I sapori della tradizione

La pasimata, comunemente chiamata anche “crescenta” o “schiaccia”, è un dolce povero la cui produzione è limitata al solo periodo pasquale.

 

Un tempo nelle campagne, dopo il periodo di Quaresima, le massaie preparavano dolci di ogni tipo, fatti “schiacciando” decine di uova accumulate nei giorni di divieto dopo l’astinenza forzata. Per questo le nostre tradizioni hanno così tante schiacciate, che schiacciate in realtà
non sono! Sono piuttosto paste lievitate, più o meno insaporite con liquori, aromi e spezie.

 

La lavorazione dura diversi giorni e richiede lievitazioni ad impasti successivi. La versione garfagnina della pasimata prevede l’aggiunta di uova ed uvetta.
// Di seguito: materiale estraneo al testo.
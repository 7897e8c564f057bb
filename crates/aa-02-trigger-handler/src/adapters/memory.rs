//! # In-Memory AA Ledger
//!
//! Transactional ledger held in memory. Transactions and savepoints are
//! whole-store snapshots, which makes rollback exact. Used by tests and as
//! the reference behaviour for persistent adapters.

use crate::ports::outbound::{AaLedger, PendingTrigger};
use aa_01_formula::adapters::LedgerData;
use aa_01_formula::domain::{AaDefinitionRecord, AaResponse, ChainContext, StoredValue};
use aa_01_formula::ports::outbound::{
    AttestationQuery, AttestationRecord, DataFeedQuery, DataFeedRecord, LedgerReader, StoredUnit,
};
use async_trait::async_trait;
use parking_lot::{Mutex, RwLock};
use shared_types::{
    compute_unit_hash, Address, Amount, Asset, AssetInfo, Author, Input, LedgerError, Message, Mci, Output,
    Payment, SpendableOutput, Unit, UnitHash,
};
use std::collections::{BTreeMap, BTreeSet};
use tracing::debug;

type OutputRef = (UnitHash, u32, u32);

#[derive(Debug, Clone)]
struct OutputRecord {
    address: Address,
    asset: Asset,
    amount: Amount,
    mci: Option<Mci>,
    from_aa: bool,
}

#[derive(Debug, Clone, Default)]
struct MemoryStore {
    data: LedgerData,
    unspent: BTreeMap<OutputRef, OutputRecord>,
    issue_serials: BTreeMap<Asset, u64>,
    queue: BTreeSet<PendingTrigger>,
    contexts: BTreeMap<Mci, ChainContext>,
    responses: Vec<AaResponse>,
}

impl MemoryStore {
    fn apply_unit(&mut self, unit: &Unit, mci: Option<Mci>) {
        let from_aa = unit.author_address().is_some_and(|a| self.data.aa_definitions.contains_key(a));
        for (message_index, payment) in unit.payments() {
            for input in &payment.inputs {
                match input {
                    Input::Transfer { unit, message_index, output_index } => {
                        self.unspent.remove(&(unit.clone(), *message_index, *output_index));
                    }
                    Input::Issue { serial_number, .. } => {
                        let max = self.issue_serials.entry(payment.asset.clone()).or_insert(0);
                        *max = (*max).max(*serial_number);
                    }
                }
            }
            for (output_index, output) in payment.outputs.iter().enumerate() {
                let key = (unit.unit.clone(), message_index as u32, output_index as u32);
                let record = OutputRecord {
                    address: output.address.clone(),
                    asset: payment.asset.clone(),
                    amount: output.amount,
                    mci,
                    from_aa,
                };
                self.unspent.insert(key, record);
            }
        }
        self.data.add_unit(unit.clone(), mci);
    }
}

#[derive(Debug)]
struct Transaction {
    start: MemoryStore,
    savepoints: Vec<(String, MemoryStore)>,
}

/// In-memory [`AaLedger`].
#[derive(Debug, Default)]
pub struct InMemoryAaLedger {
    store: RwLock<MemoryStore>,
    tx: Mutex<Option<Transaction>>,
}

impl InMemoryAaLedger {
    /// Empty ledger.
    #[must_use]
    pub fn new() -> Self {
        Self::default()
    }

    /// Ledger seeded with `data`.
    #[must_use]
    pub fn with_data(data: LedgerData) -> Self {
        let store = MemoryStore { data, ..MemoryStore::default() };
        Self { store: RwLock::new(store), tx: Mutex::new(None) }
    }

    fn ensure_tx(&self) -> Result<(), LedgerError> {
        if self.tx.lock().is_some() {
            Ok(())
        } else {
            Err(LedgerError::NoTransaction)
        }
    }

    fn write(&self, f: impl FnOnce(&mut MemoryStore)) -> Result<(), LedgerError> {
        self.ensure_tx()?;
        f(&mut self.store.write());
        Ok(())
    }

    // -------------------------------------------------------------------------
    // Seeding, outside transactions
    // -------------------------------------------------------------------------

    /// Mutates the readable ledger state directly.
    pub fn update(&self, f: impl FnOnce(&mut LedgerData)) {
        f(&mut self.store.write().data);
    }

    /// Stores a unit with its outputs.
    pub fn seed_unit(&self, unit: &Unit, mci: Option<Mci>) {
        self.store.write().apply_unit(unit, mci);
    }

    /// Sets the main chain context of `context.mci`.
    pub fn set_chain_context(&self, context: ChainContext) {
        self.store.write().contexts.insert(context.mci, context);
    }

    /// Queues a trigger.
    pub fn enqueue(&self, trigger: PendingTrigger) {
        self.store.write().queue.insert(trigger);
    }

    /// Stores a stable unit and queues it for every AA it pays.
    pub fn add_trigger_unit(&self, unit: &Unit, mci: Mci) -> Vec<PendingTrigger> {
        let mut store = self.store.write();
        store.apply_unit(unit, Some(mci));
        let triggers: Vec<PendingTrigger> = unit
            .output_addresses()
            .into_iter()
            .filter(|a| store.data.aa_definitions.get(a).is_some_and(|r| r.mci <= mci))
            .map(|aa_address| PendingTrigger { mci, unit: unit.unit.clone(), aa_address })
            .collect();
        store.queue.extend(triggers.iter().cloned());
        triggers
    }

    /// Gives `address` a stable output of `amount` and the matching balance.
    pub fn fund(&self, address: &Address, asset: &Asset, amount: Amount, mci: Mci) {
        let mut unit = Unit {
            unit: UnitHash::default(),
            version: "4.0".into(),
            alt: "1".into(),
            authors: vec![Author::new(Address::new("F".repeat(32)))],
            parent_units: vec![],
            last_ball_unit: None,
            timestamp: mci,
            headers_commission: 0,
            payload_commission: 0,
            messages: vec![Message::Payment(Payment {
                asset: asset.clone(),
                inputs: vec![],
                outputs: vec![Output { address: address.clone(), amount }],
            })],
        };
        let mut store = self.store.write();
        unit.unit = compute_unit_hash(&unit)
            .unwrap_or_else(|_| UnitHash::new(format!("{:064}", store.unspent.len())));
        store.apply_unit(&unit, Some(mci));
        let balance = store.data.balance(address, asset);
        store.data.set_balance(address, asset, balance + amount);
    }

    /// Copy of the readable state.
    #[must_use]
    pub fn snapshot(&self) -> LedgerData {
        self.store.read().data.clone()
    }

    /// Every saved response.
    #[must_use]
    pub fn responses(&self) -> Vec<AaResponse> {
        self.store.read().responses.clone()
    }

    /// Number of queued triggers.
    #[must_use]
    pub fn pending_count(&self) -> usize {
        self.store.read().queue.len()
    }

    /// Whether a transaction is open.
    #[must_use]
    pub fn in_transaction(&self) -> bool {
        self.tx.lock().is_some()
    }
}

#[async_trait]
impl LedgerReader for InMemoryAaLedger {
    async fn read_balance(&self, address: &Address, asset: &Asset) -> Result<Amount, LedgerError> {
        Ok(self.store.read().data.balance(address, asset))
    }

    async fn read_storage_size(&self, address: &Address) -> Result<i64, LedgerError> {
        Ok(self.store.read().data.storage_size(address))
    }

    async fn read_state_var(&self, address: &Address, name: &str) -> Result<Option<StoredValue>, LedgerError> {
        Ok(self.store.read().data.state_var(address, name))
    }

    async fn read_aa_definition(&self, address: &Address) -> Result<Option<AaDefinitionRecord>, LedgerError> {
        Ok(self.store.read().data.aa_definitions.get(address).cloned())
    }

    async fn read_definition(&self, address: &Address) -> Result<Option<serde_json::Value>, LedgerError> {
        Ok(self.store.read().data.definitions.get(address).cloned())
    }

    async fn read_unit(&self, unit: &UnitHash) -> Result<Option<StoredUnit>, LedgerError> {
        Ok(self.store.read().data.units.get(unit).cloned())
    }

    async fn read_data_feeds(&self, query: &DataFeedQuery) -> Result<Vec<DataFeedRecord>, LedgerError> {
        Ok(self.store.read().data.matching_feeds(query))
    }

    async fn read_attestations(&self, query: &AttestationQuery) -> Result<Vec<AttestationRecord>, LedgerError> {
        Ok(self.store.read().data.matching_attestations(query))
    }

    async fn read_asset(&self, asset: &Asset) -> Result<Option<AssetInfo>, LedgerError> {
        Ok(self.store.read().data.assets.get(asset).cloned())
    }
}

#[async_trait]
impl AaLedger for InMemoryAaLedger {
    async fn begin(&self) -> Result<(), LedgerError> {
        let mut tx = self.tx.lock();
        if tx.is_some() {
            return Err(LedgerError::TransactionOpen);
        }
        *tx = Some(Transaction { start: self.store.read().clone(), savepoints: Vec::new() });
        Ok(())
    }

    async fn commit(&self) -> Result<(), LedgerError> {
        self.tx.lock().take().map(|_| ()).ok_or(LedgerError::NoTransaction)
    }

    async fn rollback(&self) -> Result<(), LedgerError> {
        let tx = self.tx.lock().take().ok_or(LedgerError::NoTransaction)?;
        *self.store.write() = tx.start;
        debug!("transaction rolled back");
        Ok(())
    }

    async fn savepoint(&self, name: &str) -> Result<(), LedgerError> {
        let mut tx = self.tx.lock();
        let tx = tx.as_mut().ok_or(LedgerError::NoTransaction)?;
        tx.savepoints.push((name.to_string(), self.store.read().clone()));
        Ok(())
    }

    async fn rollback_to(&self, name: &str) -> Result<(), LedgerError> {
        let mut tx = self.tx.lock();
        let tx = tx.as_mut().ok_or(LedgerError::NoTransaction)?;
        let index = tx
            .savepoints
            .iter()
            .rposition(|(n, _)| n == name)
            .ok_or_else(|| LedgerError::UnknownSavepoint(name.to_string()))?;
        tx.savepoints.truncate(index + 1);
        *self.store.write() = tx.savepoints[index].1.clone();
        debug!(savepoint = name, "rolled back to savepoint");
        Ok(())
    }

    async fn release(&self, name: &str) -> Result<(), LedgerError> {
        let mut tx = self.tx.lock();
        let tx = tx.as_mut().ok_or(LedgerError::NoTransaction)?;
        let index = tx
            .savepoints
            .iter()
            .rposition(|(n, _)| n == name)
            .ok_or_else(|| LedgerError::UnknownSavepoint(name.to_string()))?;
        tx.savepoints.truncate(index);
        Ok(())
    }

    async fn read_pending_triggers(&self) -> Result<Vec<PendingTrigger>, LedgerError> {
        Ok(self.store.read().queue.iter().cloned().collect())
    }

    async fn remove_pending_trigger(&self, trigger: &PendingTrigger) -> Result<(), LedgerError> {
        self.write(|s| {
            s.queue.remove(trigger);
        })
    }

    async fn read_chain_context(&self, mci: Mci) -> Result<ChainContext, LedgerError> {
        self.store
            .read()
            .contexts
            .get(&mci)
            .cloned()
            .ok_or_else(|| LedgerError::UnitNotFound(format!("main chain unit at mci {mci}")))
    }

    async fn read_spendable_outputs(
        &self,
        address: &Address,
        asset: &Asset,
        max_mci: Mci,
    ) -> Result<Vec<SpendableOutput>, LedgerError> {
        let store = self.store.read();
        Ok(store
            .unspent
            .iter()
            .filter(|(_, o)| &o.address == address && &o.asset == asset)
            .filter(|(_, o)| o.mci.map_or(o.from_aa, |m| m <= max_mci))
            .map(|((unit, message_index, output_index), o)| SpendableOutput {
                unit: unit.clone(),
                message_index: *message_index,
                output_index: *output_index,
                amount: o.amount,
                mci: o.mci,
                from_aa: o.from_aa,
            })
            .collect())
    }

    async fn read_max_issue_serial(&self, asset: &Asset) -> Result<Option<u64>, LedgerError> {
        Ok(self.store.read().issue_serials.get(asset).copied())
    }

    async fn save_unit(&self, unit: &Unit, mci: Option<Mci>) -> Result<(), LedgerError> {
        self.write(|s| s.apply_unit(unit, mci))
    }

    async fn write_balance(&self, address: &Address, asset: &Asset, amount: Amount) -> Result<(), LedgerError> {
        self.write(|s| s.data.set_balance(address, asset, amount))
    }

    async fn write_storage_size(&self, address: &Address, size: i64) -> Result<(), LedgerError> {
        self.write(|s| {
            s.data.storage_sizes.insert(address.clone(), size);
        })
    }

    async fn write_state_var(
        &self,
        address: &Address,
        name: &str,
        value: Option<&StoredValue>,
    ) -> Result<(), LedgerError> {
        self.write(|s| {
            let key = (address.clone(), name.to_string());
            match value {
                Some(v) => {
                    s.data.state_vars.insert(key, v.clone());
                }
                None => {
                    s.data.state_vars.remove(&key);
                }
            }
        })
    }

    async fn save_response(&self, response: &AaResponse) -> Result<(), LedgerError> {
        self.write(|s| s.responses.push(response.clone()))
    }

    async fn save_aa_definition(&self, record: &AaDefinitionRecord) -> Result<(), LedgerError> {
        self.write(|s| s.data.add_aa(record.clone()))
    }

    async fn read_aa_addresses(&self) -> Result<Vec<Address>, LedgerError> {
        Ok(self.store.read().data.aa_definitions.keys().cloned().collect())
    }

    async fn read_balances(&self, address: &Address) -> Result<BTreeMap<Asset, Amount>, LedgerError> {
        Ok(self
            .store
            .read()
            .data
            .balances
            .iter()
            .filter(|((a, _), _)| a == address)
            .map(|((_, asset), amount)| (asset.clone(), *amount))
            .collect())
    }

    async fn read_unspent_totals(&self, address: &Address) -> Result<BTreeMap<Asset, Amount>, LedgerError> {
        let mut totals = BTreeMap::new();
        for o in self.store.read().unspent.values().filter(|o| &o.address == address) {
            *totals.entry(o.asset.clone()).or_insert(0) += o.amount;
        }
        Ok(totals)
    }

    async fn read_state_vars(&self, address: &Address) -> Result<Vec<(String, StoredValue)>, LedgerError> {
        Ok(self
            .store
            .read()
            .data
            .state_vars
            .iter()
            .filter(|((a, _), _)| a == address)
            .map(|((_, name), v)| (name.clone(), v.clone()))
            .collect())
    }
}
Esteticamente ricorda un po' il panettone: alta e di forma rotonda, di colore marrone molto scuro sulla superficie e dorata internamente.

 

La schiaccia è un pane rituale che, una volta, aveva un preciso
significato religioso, un pane da dividere fra tutti nel significato di comunanza fraterna. Il Sabato Santo la pasimata era portata in chiesa
con le uova per essere benedetta
.

 

La ricetta con la prossima news!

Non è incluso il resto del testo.